Rogelio Ramírez de la O

El único premiado en los recientes cambios en el gabinete económico es Agustín Carstens, pues con ello logra deshacerse de la papa caliente, es decir las consecuencias de una política económica inerme, de su propia creación, ante el ciclo económico. Segundo, porque logra blindaje político transexenal.

La papa caliente es su creación al haber permitido el engrosamiento de la burocracia y su gasto y con ello impedido la única vía posible de ajuste fiscal constructivo; a final de cuentas, una falta imperdonable. Además, por no advertir a tiempo la severidad de la crisis global y, aun hoy, la segunda fase de sus consecuencias negativas.

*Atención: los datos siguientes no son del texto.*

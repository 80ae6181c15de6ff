//! Connection supervisor
//!
//! The supervisor is a single task that owns [`ConnectionState`] and the
//! [`BackoffTimer`]. Handshake attempts, the event stream and request paths
//! run as separate tasks and only report back through signals, so every
//! state transition happens in one place:
//!
//! ```text
//! Idle ──attempt──▶ Connecting ──session──▶ Verifying ──ok──▶ Online
//!   ▲                                           │                │
//!   └────────────── failure, backoff ◀──────────┘◀── disconnect ─┘
//! ```
//!
//! Results are tagged: handshake outcomes carry their attempt id, disconnect
//! signals carry the epoch of the online period they observed. Anything from
//! a cancelled attempt or an earlier online period is ignored.

use std::sync::Arc;

use rest_client::{RestError, RestSession};
use tokio::sync::{mpsc, oneshot, watch};
use tracing::{debug, error, info, warn};

use crate::api::RestApi;
use crate::backoff::BackoffTimer;
use crate::config::ConnectionConfig;
use crate::error::{ConnectionError, Result};
use crate::handshake::{self, ServerInfo};
use crate::listener::ConnectionListener;
use crate::state::{ConnectionState, ConnectionStatus, HandshakePhase, Snapshot, TrackedTask};
use crate::stream;
use crate::transport::Transport;

/// Reports from spawned tasks to the supervisor
#[derive(Debug)]
pub(crate) enum Signal {
    /// A request or the event stream found the session broken
    Disconnected { epoch: u64, reason: String },
    Connecting { attempt: u64 },
    SessionOpened {
        attempt: u64,
        session: Arc<RestSession>,
    },
    HandshakeFinished {
        attempt: u64,
        outcome: std::result::Result<ServerInfo, RestError>,
    },
}

#[derive(Debug)]
enum Command {
    Start(oneshot::Sender<Result<()>>),
    Stop(oneshot::Sender<()>),
    SetReadOnly(bool),
}

pub struct ConnectionSupervisor {
    config: ConnectionConfig,
    listener: Arc<dyn ConnectionListener>,
    state: ConnectionState,
    backoff: BackoffTimer,
    snapshot_tx: watch::Sender<Snapshot>,
    signal_tx: mpsc::UnboundedSender<Signal>,
    next_task_id: u64,
}

impl ConnectionSupervisor {
    /// Spawn the supervisor on the current tokio runtime.
    ///
    /// The connection stays idle until [`ConnectionHandle::start`]. The
    /// supervisor runs until every handle is dropped.
    pub fn spawn(
        config: ConnectionConfig,
        listener: Arc<dyn ConnectionListener>,
    ) -> Result<ConnectionHandle> {
        config.validate()?;

        let state = ConnectionState::new(config.listen_only);
        let (snapshot_tx, snapshot_rx) = watch::channel(state.snapshot());
        let (signal_tx, signal_rx) = mpsc::unbounded_channel();
        let (command_tx, command_rx) = mpsc::unbounded_channel();

        let backoff = BackoffTimer::new(config.backoff_floor, config.backoff_ceiling);
        let transport = Transport::new(snapshot_rx, signal_tx.clone());

        let supervisor = Self {
            config,
            listener,
            state,
            backoff,
            snapshot_tx,
            signal_tx,
            next_task_id: 0,
        };
        tokio::spawn(supervisor.run(command_rx, signal_rx));

        Ok(ConnectionHandle {
            commands: command_tx,
            transport,
        })
    }

    async fn run(
        mut self,
        mut commands: mpsc::UnboundedReceiver<Command>,
        mut signals: mpsc::UnboundedReceiver<Signal>,
    ) {
        loop {
            tokio::select! {
                command = commands.recv() => match command {
                    Some(command) => self.handle_command(command).await,
                    None => break,
                },
                Some(signal) = signals.recv() => self.handle_signal(signal),
            }
        }

        self.stop().await;
        debug!("Connection supervisor stopped");
    }

    async fn handle_command(&mut self, command: Command) {
        match command {
            Command::Start(reply) => {
                let result = self.start().await;
                let _ = reply.send(result);
            }
            Command::Stop(reply) => {
                self.stop().await;
                let _ = reply.send(());
            }
            Command::SetReadOnly(read_only) => {
                if self.state.status.read_only != read_only {
                    info!("Read only mode {}", if read_only { "enabled" } else { "disabled" });
                    self.state.status.read_only = read_only;
                    self.config.listen_only = read_only;
                    self.publish();
                }
            }
        }
    }

    fn handle_signal(&mut self, signal: Signal) {
        match signal {
            Signal::Disconnected { epoch, reason } => {
                if epoch != self.state.status.epoch {
                    debug!("Ignoring disconnect from earlier session: {}", reason);
                    return;
                }
                self.set_offline(&reason);
            }
            Signal::Connecting { attempt } => {
                if self.state.is_current_attempt(attempt) {
                    self.state.status.phase = HandshakePhase::Connecting;
                    self.publish();
                }
            }
            Signal::SessionOpened { attempt, session } => {
                if self.state.is_current_attempt(attempt) {
                    self.state.session = Some(session);
                    self.state.status.phase = HandshakePhase::Verifying;
                    self.publish();
                }
            }
            Signal::HandshakeFinished { attempt, outcome } => {
                if !self.state.is_current_attempt(attempt) {
                    debug!("Ignoring result of stale connection attempt {}", attempt);
                    return;
                }
                // Finished on its own, nothing to abort
                self.state.handshake_task = None;
                self.state.status.reconnect_pending = false;

                match outcome {
                    Ok(info) => self.go_online(info),
                    Err(e) => {
                        if e.is_disconnect_signal() {
                            warn!("... offline! {}", e);
                        } else {
                            error!("Connection attempt failed: {}", e);
                        }
                        self.state.status.phase = HandshakePhase::Idle;
                        self.schedule_handshake();
                    }
                }
            }
        }
    }

    async fn start(&mut self) -> Result<()> {
        debug!("Start connection");
        self.stop().await;

        if !self.config.is_enabled() {
            info!("No host configured, connection disabled");
            return Ok(());
        }

        let session = RestSession::new(&self.config.session_options())?;
        self.state.session = Some(Arc::new(session));
        self.backoff = BackoffTimer::new(self.config.backoff_floor, self.config.backoff_ceiling);
        self.schedule_handshake();
        Ok(())
    }

    /// Cancel all tasks and close the session. No reconnect is scheduled.
    async fn stop(&mut self) {
        self.state.cancel_handshake();
        self.state.cancel_stream();
        tokio::task::yield_now().await;

        if self.state.status.online {
            self.state.status.online = false;
            self.listener.on_disconnected();
        }
        self.state.status.phase = HandshakePhase::Idle;

        if self.state.session.take().is_some() {
            debug!("Session closed");
        }
        self.publish();
    }

    /// Replace any pending attempt with a new one after the next backoff interval.
    fn schedule_handshake(&mut self) {
        self.state.cancel_handshake();

        let attempt = self.next_id();
        let delay = self.backoff.next_interval();
        let handle = tokio::spawn(handshake::run_attempt(
            attempt,
            delay,
            self.config.session_options(),
            self.signal_tx.clone(),
        ));

        self.state.handshake_task = Some(TrackedTask::new(attempt, handle));
        self.state.status.reconnect_pending = true;
        self.publish();
    }

    fn go_online(&mut self, info: ServerInfo) {
        let Some(session) = self.state.session.clone() else {
            error!("Handshake finished without a session");
            self.schedule_handshake();
            return;
        };

        self.backoff.reset();

        if self.state.status.read_only {
            info!("Connected read only to instance {}", info.uuid);
        } else {
            info!("Connected to instance {}", info.uuid);
        }
        match &info.version {
            Some(version) => info!("Server version {}", version),
            None => debug!("Server did not report a version"),
        }

        let status = &mut self.state.status;
        status.online = true;
        status.phase = HandshakePhase::Online;
        status.epoch += 1;
        status.server_uuid = Some(info.uuid);

        self.publish();
        self.listener.on_connected();
        self.start_stream(session);
    }

    fn start_stream(&mut self, session: Arc<RestSession>) {
        self.state.cancel_stream();

        let id = self.next_id();
        let url = session.events_url(&self.config.topics());
        let handle = tokio::spawn(stream::run_stream(
            session,
            url,
            self.state.status.epoch,
            self.listener.clone(),
            self.signal_tx.clone(),
        ));
        self.state.stream_task = Some(TrackedTask::new(id, handle));
    }

    /// Idempotent: does nothing while already offline.
    fn set_offline(&mut self, reason: &str) {
        if !self.state.status.online {
            return;
        }

        warn!("Disconnected! {}", reason);
        self.state.status.online = false;
        self.state.status.phase = HandshakePhase::Idle;
        self.state.cancel_stream();
        self.listener.on_disconnected();
        self.schedule_handshake();
    }

    fn next_id(&mut self) -> u64 {
        self.next_task_id += 1;
        self.next_task_id
    }

    fn publish(&self) {
        self.snapshot_tx.send_replace(self.state.snapshot());
    }
}

/// Cloneable handle to a running supervisor
#[derive(Debug, Clone)]
pub struct ConnectionHandle {
    commands: mpsc::UnboundedSender<Command>,
    transport: Transport,
}

impl ConnectionHandle {
    /// (Re)start the connection: drop the current session and begin a
    /// handshake immediately.
    pub async fn start(&self) -> Result<()> {
        let (reply, rx) = oneshot::channel();
        self.send(Command::Start(reply))?;
        rx.await.map_err(|_| ConnectionError::SupervisorGone)?
    }

    /// Cancel pending attempts and the event stream and close the session.
    pub async fn stop(&self) -> Result<()> {
        let (reply, rx) = oneshot::channel();
        self.send(Command::Stop(reply))?;
        rx.await.map_err(|_| ConnectionError::SupervisorGone)
    }

    /// Switch read-only mode at runtime
    pub fn set_read_only(&self, read_only: bool) -> Result<()> {
        self.send(Command::SetReadOnly(read_only))
    }

    pub fn status(&self) -> ConnectionStatus {
        self.transport.status()
    }

    pub fn is_online(&self) -> bool {
        self.status().online
    }

    pub fn is_read_only(&self) -> bool {
        self.status().read_only
    }

    /// Resolve once the connection is online.
    pub async fn wait_until_online(&self) -> Result<()> {
        self.wait_for(|status| status.online).await
    }

    /// Resolve once `predicate` holds for the published status.
    pub async fn wait_for(&self, predicate: impl Fn(&ConnectionStatus) -> bool) -> Result<()> {
        let mut snapshot = self.transport.watch();
        loop {
            if predicate(&snapshot.borrow_and_update().status) {
                return Ok(());
            }
            snapshot
                .changed()
                .await
                .map_err(|_| ConnectionError::SupervisorGone)?;
        }
    }

    pub fn transport(&self) -> &Transport {
        &self.transport
    }

    pub fn api(&self) -> RestApi {
        RestApi::new(self.transport.clone())
    }

    fn send(&self, command: Command) -> Result<()> {
        self.commands
            .send(command)
            .map_err(|_| ConnectionError::SupervisorGone)
    }
}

Pero hoy, si la política económica sigue perdiendo credibilidad y confianza, otro será el culpable. Es difícil no comparar esta situación con la transferencia de la Secretaría de Hacienda de Pedro Aspe a Jaime Serra en 1994.

Los cambios tienen otras implicaciones. Por las declaraciones del propio Carstens, buscará una coordinación de la política fiscal y financiera del gobierno con la política monetaria con el fin de un mayor crecimiento económico. Tan sólo esto basta para advertir enormes contradicciones con la estrategia económica que todo su equipo económico convirtió en dogma.

Por ejemplo, Carstens ya estuvo al frente de la política fiscal y juzgó que debería apretarla, y por eso dos aumentos de impuestos, el IETU en 2007 y el ISR e IVA en 2009. Con ello anuló cualquier contribución fiscal a la demanda y al crecimiento. Por lo tanto, el cambio implica necesariamente el relajamiento de la política monetaria. Y coincide con sus reclamos al Banco para que redujera la tasa de interés desde 2008.

Pues bien, esto contradice su plan macroeconómico para 2010, formulado desde Hacienda, según el cual la inflación será 3%. Como hoy es mayor y será aún mayor en 2010 con aumentos de energéticos y de impuestos, entonces la señal de bajar el interés sería que la inflación ya no es el principal objetivo del Banco. O que las tasas ya no son el mecanismo para procurar la meta de inflación. O bien, que hay que elevar la meta, por ejemplo a 5%, para no infringir la Ley del Banco.

Cualquiera de estas conclusiones afectaría seriamente las expectativas, en ambos casos elevando la inflación esperada, lo cual ya comenzó a suceder en forma suave. Eso elevaría la tasa de los bonos en pesos a plazo y causaría pérdidas en las tenencias de valores, entre ellas de las afores.

Ahora, un relajamiento monetario para mayor crecimiento sin reducir el gasto corriente público, combinado con la aceptación de mayor inflación, haría que el peso se debilitara, especialmente cuando Estados Unidos se prepara para ir suprimiendo su propio relajamiento monetario. Es cierto que un peso más débil podría dar mayor competitividad a la economía, pero contradice todo lo que el equipo económico oficial ha practicado durante décadas. Un cambio así no se logra con éxito sólo con buenos deseos.

Si realmente el Banco quiere relajar la política monetaria, independientemente de todos estos antecedentes, necesita una historia muy sólida para venderla a los mercados sin perder credibilidad. Por lo mismo, no debería prometerla como un hecho hasta no revisar cada una de sus implicaciones para mercados, inflación y tipo de cambio y, sobre todo, sin calibrar el cambio de la estrategia monetaria en Estados Unidos. Eso es lo único que le permitiría recuperar la credibilidad perdida al entregar la Secretaría con la economía real y la recaudación desplomadas, después de múltiples anuncios de que se trataba de problemas pasajeros.